What to work on: The answer should consist solely of the lines from the first one below through the line containing "self.world.request_start(&mut events);", copied exactly.

Listed entries:
=== Begin Enclosure ===

/// Engine: the public face of the simulation core.
///
/// Owns the `World`, the injected `InputController`, the fixed-step
/// accumulator, pending events and the rate-limited snapshot.
///
/// Two ways to drive it:
///   - `frame(real_dt)`  : real-time host loop. Real time is clamped to
///     `max_frame_ms`, then whole fixed steps run from the accumulator.
///   - `advance_time(ms)`: deterministic: runs `max(1, round(ms/step))`
///     steps immediately and forces a snapshot.
///
/// After `destroy()` every call is a no-op.

use crate::config::GameConfig;
use crate::domain::tile::TileGrid;
use crate::error::EngineError;
use crate::input::InputController;
use super::event::GameEvent;
use super::level::LevelTemplate;
use super::snapshot::Snapshot;
use super::step;
use super::world::World;

pub struct Engine {
    world: World,
    input: InputController,
    accumulator: f32,
    since_snapshot_ms: f32,
    pending_snapshot: Option<Snapshot>,
    events: Vec<GameEvent>,
    destroyed: bool,
}

impl Engine {
    pub fn new(
        templates: Vec<LevelTemplate>,
        config: GameConfig,
        input: InputController,
    ) -> Result<Self, EngineError> {
        let world = World::new(templates, config)?;
        log::info!("engine ready with {} levels", world.level_count());
        let mut engine = Engine {
            world,
            input,
            accumulator: 0.0,
            since_snapshot_ms: 0.0,
            pending_snapshot: None,
            events: vec![],
            destroyed: false,
        };
        engine.emit_snapshot();
        Ok(engine)
    }

    // ── Control API ──

    pub fn jump(&mut self) {
        self.input.queue_jump();
    }

    pub fn action(&mut self) {
        self.input.queue_action();
    }

    /// New run from the start/end screens; ignored mid-run.
    pub fn start(&mut self) {
        if self.destroyed { return; }
        let mut events = vec![];
        self.world.request_start(&mut events);
        self.absorb(events);
    }

    /// Reload the current level mid-run, or start a new run from the
    /// start/end screens.
    pub fn restart(&mut self) {
        if self.destroyed { return; }
        let mut events = vec![];
        self.world.request_restart(&mut events);
        self.absorb(events);
    }

    pub fn set_virtual_axis(&mut self, v: f32) {
        self.input.set_virtual_axis(v);
    }

    pub fn set_virtual_jump_held(&mut self, held: bool) {
        self.input.set_virtual_jump_held(held);
    }

    pub fn set_virtual_down_held(&mut self, held: bool) {
        self.input.set_virtual_down_held(held);
    }

    /// Run the steps covering `ms` of simulated time, then snapshot.
    pub fn advance_time(&mut self, ms: f32) {
        if self.destroyed { return; }
        let step_ms = self.step_secs() * 1000.0;
        let steps = if ms.is_finite() { (ms / step_ms).round().max(1.0) as u64 } else { 1 };
        for _ in 0..steps {
            self.run_step();
        }
        self.emit_snapshot();
    }

    /// Real-time tick. Returns the number of fixed steps run.
    pub fn frame(&mut self, real_dt: f32) -> u32 {
        if self.destroyed { return 0; }
        let max = self.world.config.session.max_frame_ms / 1000.0;
        let dt = if real_dt.is_finite() { real_dt.clamp(0.0, max) } else { 0.0 };
        let step = self.step_secs();
        self.accumulator += dt;
        let mut steps = 0;
        while self.accumulator >= step {
            self.accumulator -= step;
            self.run_step();
            steps += 1;
        }
        steps
    }

    /// Detach input and stop stepping for good.
    pub fn destroy(&mut self) {
        if self.destroyed { return; }
        self.input.detach();
        self.destroyed = true;
        self.pending_snapshot = None;
        log::debug!("engine destroyed at step {}", self.world.tick);
    }

    pub fn is_destroyed(&self) -> bool {
        self.destroyed
    }

    // ── Observation ──

    /// The snapshot emitted since the last poll, if any.
    pub fn poll_snapshot(&mut self) -> Option<Snapshot> {
        self.pending_snapshot.take()
    }

    /// Current state, regardless of the emission schedule.
    pub fn snapshot(&self) -> Snapshot {
        Snapshot::capture(&self.world)
    }

    pub fn drain_events(&mut self) -> Vec<GameEvent> {
        std::mem::take(&mut self.events)
    }

    /// Read-only tile grid of the current level.
    pub fn grid(&self) -> &TileGrid {
        &self.world.level.grid
    }

    pub fn world(&self) -> &World {
        &self.world
    }

    pub fn input_mut(&mut self) -> &mut InputController {
        &mut self.input
    }

    // ── Internal ──

    fn step_secs(&self) -> f32 {
        self.world.config.session.step_secs()
    }

    fn run_step(&mut self) {
        let control = self.input.consume();
        let dt = self.step_secs();
        let events = step::step(&mut self.world, &control, dt);
        self.since_snapshot_ms += dt * 1000.0;
        self.absorb(events);
        if self.since_snapshot_ms >= self.world.config.session.snapshot_interval_ms {
            self.emit_snapshot();
        }
    }

    /// Queue events; anything discrete forces a snapshot.
    fn absorb(&mut self, events: Vec<GameEvent>) {
        if !events.is_empty() || self.world.force_snapshot {
            self.emit_snapshot();
        }
        self.events.extend(events);
    }

    fn emit_snapshot(&mut self) {
        self.pending_snapshot = Some(Snapshot::capture(&self.world));
        self.since_snapshot_ms = 0.0;
        self.world.force_snapshot = false;
    }
}

#[cfg(test)]
mod tests {
    use super::*;
    use crate::input::Key;
    use crate::sim::level::{normalize_level, parse_level_file};
    use crate::sim::world::Screen;
    use crate::domain::player::PlayerAnim;

    fn engine(levels: &str) -> Engine {
        let templates = parse_level_file(levels).unwrap()
            .iter()
            .enumerate()
            .map(|(i, r)| normalize_level(r, i, 32.0))
            .collect();
        Engine::new(templates, GameConfig::default(), InputController::new()).unwrap()
    }

    fn started(levels: &str) -> Engine {
        let mut e = engine(levels);
        e.start();
        e.drain_events();
        e
    }

    const FLAT: &str = r#"
        rows = ['............', '............', '............', '############']
        spawn = { x = 1, y = 2 }
        goal = { x = 10, y = 2 }
    "#;

    #[test]
    fn zero_templates_fail() {
        let r = Engine::new(vec![], GameConfig::default(), InputController::new());
        assert!(matches!(r, Err(EngineError::NoLevels)));
    }

    #[test]
    fn player_rests_on_ground() {
        let mut e = started(FLAT);
        e.advance_time(1000.0);
        let s = e.snapshot();
        assert!(s.player.on_ground);
        assert_eq!(s.player.vy, 0.0);
        assert_eq!(s.player.y + 30.0, 96.0);
        assert_eq!(s.player.anim, PlayerAnim::Idle);
    }

    #[test]
    fn advance_time_is_deterministic() {
        let mut a = started(FLAT);
        let mut b = started(FLAT);
        for e in [&mut a, &mut b] {
            e.set_virtual_axis(1.0);
            e.advance_time(300.0);
            e.jump();
            e.advance_time(500.0);
        }
        assert_eq!(a.snapshot(), b.snapshot());
    }

    #[test]
    fn advance_time_step_count() {
        let mut e = started(FLAT);
        let before = e.snapshot().step;
        e.advance_time(100.0); // 6 steps at 60 Hz
        assert_eq!(e.snapshot().step, before + 6);
        e.advance_time(0.0); // at least one
        assert_eq!(e.snapshot().step, before + 7);
        assert!(e.poll_snapshot().is_some());
        assert!(e.poll_snapshot().is_none());
    }

    #[test]
    fn frame_clamps_real_time() {
        let mut e = started(FLAT);
        // 250 ms cap → about 15 steps, not 600.
        let steps = e.frame(10.0);
        assert!((14..=15).contains(&steps));
        assert_eq!(e.frame(f32::NAN), 0);
    }

    #[test]
    fn snapshots_are_rate_limited() {
        let mut e = started(FLAT);
        e.poll_snapshot();
        e.frame(0.05); // 3 steps = 50 ms
        assert!(e.poll_snapshot().is_none());
        e.frame(0.06); // 110 ms total
        assert!(e.poll_snapshot().is_some());
    }

    #[test]
    fn firing_requires_power() {
        let mut e = started(FLAT);
        e.advance_time(100.0);
        e.action();
        e.advance_time(20.0);
        assert!(e.snapshot().projectiles.is_empty());
        assert!(!e.drain_events().iter().any(|ev| matches!(ev, GameEvent::ProjectileFired { .. })));

        e.world.player.power_level = 1;
        e.action();
        e.advance_time(20.0);
        assert_eq!(e.snapshot().projectiles.len(), 1);
        assert!(e.drain_events().iter().any(|ev| matches!(ev, GameEvent::ProjectileFired { .. })));
    }

    #[test]
    fn patrol_reverses_at_bound() {
        let mut e = started(r#"
            rows = ['..................', '..................', '##################']
            spawn = { x = 1, y = 1 }
            goal = { x = 16, y = 1 }
            enemies = [{ type = 'walker', x = 12, y = 1, patrol = 1 }]
        "#);
        let min_x = e.world().enemies[0].min_x;
        let max_x = e.world().enemies[0].max_x;
        let mut dirs = vec![];
        for _ in 0..120 {
            e.advance_time(50.0);
            let s = e.snapshot();
            let en = &s.enemies[0];
            assert!(en.x >= min_x as f64 - 0.01 && en.x <= max_x as f64 + 0.01);
            dirs.push(en.direction);
        }
        assert!(dirs.contains(&-1.0) && dirs.contains(&1.0));
    }

    #[test]
    fn goal_withheld_until_all_coins() {
        let mut e = started(r#"
            rows = ['............', '............', '............', '############']
            spawn = { x = 1, y = 2 }
            goal = { x = 4, y = 2 }
            goal_requires_all_coins = true
            items = [{ type = 'coin', x = 9, y = 2 }]
        "#);
        e.set_virtual_axis(1.0);
        e.advance_time(400.0);
        e.set_virtual_axis(0.0);
        e.advance_time(1000.0);
        let s = e.snapshot();
        assert_eq!(s.screen, Screen::Playing);
        assert!(s.message.starts_with("Find all coins first (0/1)"));

        // Grab the coin, come back.
        e.set_virtual_axis(1.0);
        e.advance_time(1200.0);
        assert_eq!(e.snapshot().coins_collected, 1);
        e.set_virtual_axis(-1.0);
        e.advance_time(1500.0);
        assert_eq!(e.snapshot().screen, Screen::GameComplete);
    }

    #[test]
    fn key_edges_reach_the_player_once() {
        let mut e = started(FLAT);
        e.advance_time(100.0);
        e.input_mut().key_down(Key::Jump);
        e.advance_time(17.0);
        let jumps = e.drain_events().iter().filter(|ev| **ev == GameEvent::Jumped).count();
        assert_eq!(jumps, 1);
        e.advance_time(2000.0);
        let jumps = e.drain_events().iter().filter(|ev| **ev == GameEvent::Jumped).count();
        assert_eq!(jumps, 0);
    }

    #[test]
    fn start_and_restart_semantics() {
        let mut e = engine(FLAT);
        assert_eq!(e.snapshot().screen, Screen::Start);
        e.advance_time(500.0);
        assert_eq!(e.snapshot().screen, Screen::Start);
        e.start();
        assert_eq!(e.snapshot().screen, Screen::Playing);
        assert!(e.drain_events().contains(&GameEvent::LevelStarted { index: 0 }));

        e.set_virtual_axis(1.0);
        e.advance_time(300.0);
        let moved = e.snapshot().player.x;
        e.start(); // ignored mid-run
        assert_eq!(e.snapshot().player.x, moved);
        e.restart();
        let s = e.snapshot();
        assert!(s.player.x < moved);
        assert_eq!(s.lives, 3);
    }

    #[test]
    fn destroy_stops_everything() {
        let mut e = started(FLAT);
        let step = e.snapshot().step;
        e.destroy();
        assert!(e.is_destroyed());
        e.jump();
        e.start();
        e.advance_time(1000.0);
        assert_eq!(e.frame(0.1), 0);
        assert_eq!(e.snapshot().step, step);
        assert!(e.poll_snapshot().is_none());
        assert!(e.input_mut().is_detached());
    }

    #[test]
    fn snapshot_serializes_to_json() {
        let e = started(FLAT);
        let json = serde_json::to_value(e.snapshot()).unwrap();
        assert_eq!(json["screen"], "playing");
        assert_eq!(json["player"]["facing"], "right");
        assert_eq!(json["lives"], 3);
        assert!(json["enemies"].as_array().unwrap().is_empty());
    }
}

=== End Enclosure ===

Response to this task:
/// Engine: the public face of the simulation core.
///
/// Owns the `World`, the injected `InputController`, the fixed-step
/// accumulator, pending events and the rate-limited snapshot.
///
/// Two ways to drive it:
///   - `frame(real_dt)`  : real-time host loop. Real time is clamped to
///     `max_frame_ms`, then whole fixed steps run from the accumulator.
///   - `advance_time(ms)`: deterministic: runs `max(1, round(ms/step))`
///     steps immediately and forces a snapshot.
///
/// After `destroy()` every call is a no-op.

use crate::config::GameConfig;
use crate::domain::tile::TileGrid;
use crate::error::EngineError;
use crate::input::InputController;
use super::event::GameEvent;
use super::level::LevelTemplate;
use super::snapshot::Snapshot;
use super::step;
use super::world::World;

pub struct Engine {
    world: World,
    input: InputController,
    accumulator: f32,
    since_snapshot_ms: f32,
    pending_snapshot: Option<Snapshot>,
    events: Vec<GameEvent>,
    destroyed: bool,
}

impl Engine {
    pub fn new(
        templates: Vec<LevelTemplate>,
        config: GameConfig,
        input: InputController,
    ) -> Result<Self, EngineError> {
        let world = World::new(templates, config)?;
        log::info!("engine ready with {} levels", world.level_count());
        let mut engine = Engine {
            world,
            input,
            accumulator: 0.0,
            since_snapshot_ms: 0.0,
            pending_snapshot: None,
            events: vec![],
            destroyed: false,
        };
        engine.emit_snapshot();
        Ok(engine)
    }

    // ── Control API ──

    pub fn jump(&mut self) {
        self.input.queue_jump();
    }

    pub fn action(&mut self) {
        self.input.queue_action();
    }

    /// New run from the start/end screens; ignored mid-run.
    pub fn start(&mut self) {
        if self.destroyed { return; }
        let mut events = vec![];
        self.world.request_start(&mut events);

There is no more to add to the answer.